2023-12-29 Thread Oscar Benjamin via Python-list
On Fri, 29 Dec 2023 at 22:38, Left Right via Python-list
 wrote:
>
> > Then your understanding is flat-out wrong. Encouraging participation
> > by everyone DOES mean deleting what is unproductive, offensive, and
> > likely to discourage participation.
>
> I haven't written anything unproductive or offensive. I offered
> constructive criticism with a detailed plan on how to fix the problem.
> The forum owners chose to ban me because they don't like hearing that
> the code they've written is bad. And that's the long and the short of
> it. This has been a pattern in behavior of PyPA members I've
> interacted with so far.

You are conflating several different groups of people. The PyPA are
the people who currently maintain the code for various
libraries/tools. That is very often not the same as the people who
originally wrote the code for the same libraries/tools or for
preceding ones. Neither group is the same as the forum moderators (I
suspect that there is no intersection between the moderators and the
PyPA etc.).

> And whenever they had a chance, they'd use it
> to pretend that the problems I'm talking about don't exist by deleting
> every mention of the problem.
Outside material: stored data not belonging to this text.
//! Debt book operations

use rusqlite::params;

use super::{parse_datetime, Database};
use crate::edit::DebtPatch;
use crate::error::{Error, Result};
use crate::models::{Debt, DebtDirection, NewDebt};

fn map_debt_row(row: &rusqlite::Row<'_>) -> rusqlite::Result<Debt> {
    let direction_raw: Option<String> = row.get(4)?;
    let created_at_str: String = row.get(5)?;

    Ok(Debt {
        id: row.get(0)?,
        amount: row.get(1)?,
        description: row.get(2)?,
        note: row.get(3)?,
        // Legacy rows may carry no direction; normalized once, here
        direction: DebtDirection::normalize(direction_raw.as_deref()),
        created_at: parse_datetime(&created_at_str),
    })
}

impl Database {
    /// Create a debt record. Amount must be positive and the description
    /// non-empty after trimming.
    pub fn create_debt(&self, debt: &NewDebt) -> Result<i64> {
        if debt.amount <= 0.0 {
            return Err(Error::InvalidData(
                "Debt amount must be positive".to_string(),
            ));
        }
        let description = debt.description.trim();
        if description.is_empty() {
            return Err(Error::InvalidData(
                "Debt description must not be empty".to_string(),
            ));
        }

        let conn = self.conn()?;
        conn.execute(
            "INSERT INTO debts (amount, description, note, direction) VALUES (?, ?, ?, ?)",
            params![
                debt.amount,
                description,
                debt.note.as_deref().map(str::trim).filter(|n| !n.is_empty()),
                debt.direction.as_str(),
            ],
        )?;

        Ok(conn.last_insert_rowid())
    }

    /// List all debts, oldest first
    pub fn list_debts(&self) -> Result<Vec<Debt>> {
        let conn = self.conn()?;
        let mut stmt = conn.prepare(
            "SELECT id, amount, description, note, direction, created_at FROM debts ORDER BY id",
        )?;

        let debts = stmt
            .query_map([], map_debt_row)?
            .collect::<std::result::Result<Vec<_>, _>>()?;

        Ok(debts)
    }

    /// Get a debt by ID
    pub fn get_debt(&self, id: i64) -> Result<Option<Debt>> {
        let conn = self.conn()?;
        let debt = conn
            .query_row(
                "SELECT id, amount, description, note, direction, created_at FROM debts WHERE id = ?",
                params![id],
                map_debt_row,
            )
            .ok();

        Ok(debt)
    }

    /// Apply a validated single-field change (see `edit::validate_debt_field`)
    pub fn update_debt_field(&self, id: i64, patch: &DebtPatch) -> Result<()> {
        let conn = self.conn()?;
        let updated = match patch {
            DebtPatch::Amount(amount) => conn.execute(
                "UPDATE debts SET amount = ? WHERE id = ?",
                params![amount, id],
            )?,
            DebtPatch::Description(description) => conn.execute(
                "UPDATE debts SET description = ? WHERE id = ?",
                params![description, id],
            )?,
            DebtPatch::Note(note) => conn.execute(
                "UPDATE debts SET note = ? WHERE id = ?",
                params![note, id],
            )?,
        };

        if updated == 0 {
            return Err(Error::NotFound(format!("Debt {} not found", id)));
        }
        Ok(())
    }

    /// Delete a debt by ID
    pub fn delete_debt(&self, id: i64) -> Result<()> {
        let conn = self.conn()?;
        let deleted = conn.execute("DELETE FROM debts WHERE id = ?", params![id])?;
        if deleted == 0 {
            return Err(Error::NotFound(format!("Debt {} not found", id)));
        }
        Ok(())
    }
}
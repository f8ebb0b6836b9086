//! Reminder list handlers

use std::sync::Arc;

use axum::{
    extract::{Path, State},
    http::StatusCode,
    Json,
};
use serde::Deserialize;

use crate::{AppError, AppState};
use hearth_core::edit::validate_task_title;
use hearth_core::models::Task;

#[derive(Debug, Deserialize)]
pub struct CreateTaskRequest {
    pub title: String,
    #[serde(default)]
    pub important: bool,
}

#[derive(Debug, Deserialize)]
pub struct UpdateTaskRequest {
    pub title: Option<String>,
    pub important: Option<bool>,
}

/// GET /api/tasks - List open tasks (completed rows never surface)
pub async fn list_tasks(State(state): State<Arc<AppState>>) -> Result<Json<Vec<Task>>, AppError> {
    let tasks = state.db.list_open_tasks().map_err(AppError::from_core)?;
    Ok(Json(tasks))
}

/// POST /api/tasks - Create a task
pub async fn create_task(
    State(state): State<Arc<AppState>>,
    Json(body): Json<CreateTaskRequest>,
) -> Result<Json<Task>, AppError> {
    let task_id = state
        .db
        .create_task(&body.title, body.important)
        .map_err(AppError::from_core)?;
    let task = state
        .db
        .get_task(task_id)
        .map_err(AppError::from_core)?
        .ok_or_else(|| AppError::internal("Failed to fetch created task"))?;

    Ok(Json(task))
}

/// PATCH /api/tasks/:id - Update title and/or importance
pub async fn update_task(
    State(state): State<Arc<AppState>>,
    Path(id): Path<i64>,
    Json(body): Json<UpdateTaskRequest>,
) -> Result<Json<Task>, AppError> {
    let title = match body.title.as_deref() {
        Some(raw) => Some(
            validate_task_title(raw)
                .ok_or_else(|| AppError::bad_request("Task title must not be empty"))?,
        ),
        None => None,
    };

    state
        .db
        .update_task(id, title.as_deref(), body.important)
        .map_err(AppError::from_core)?;
    let task = state
        .db
        .get_task(id)
        .map_err(AppError::from_core)?
        .ok_or_else(|| AppError::not_found("Task not found"))?;

    Ok(Json(task))
}

/// DELETE /api/tasks/:id - Delete a task by id
pub async fn delete_task(
    State(state): State<Arc<AppState>>,
    Path(id): Path<i64>,
) -> Result<StatusCode, AppError> {
    state.db.delete_task(id).map_err(AppError::from_core)?;
    Ok(StatusCode::NO_CONTENT)
}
That is an example of unproductive and
> offensive behavior because it produces nothing and wastes my time I've
> dedicated to locating, reporting and solving their problem.

Actually you are wasting the time of others by putting across
inaccurate and unhelpful information in a rude way and at the same
time criticising others without really understanding who you are
criticising and for what. Your contribution is unhelpful mostly (but
not exclusively) because of the way that you choose to communicate.

I did not realise earlier what you were referring to but I see now
that I have email notifications with the content of your posts that
were deleted. I am not surprised that they were deleted and that you
were banned because if I was a moderator looking at those then I would
not expect a promising future for your interactions with others in the
forum.

There is some significant irony in you describing the forum as a
"toxic pit" for deleting your posts. I don't always agree with the
moderators and I am not sure that I would have reacted the way that
they did but these threads remind me precisely why moderation
(including deleting posts such as yours) is needed to *prevent* a
forum from turning into a toxic pit.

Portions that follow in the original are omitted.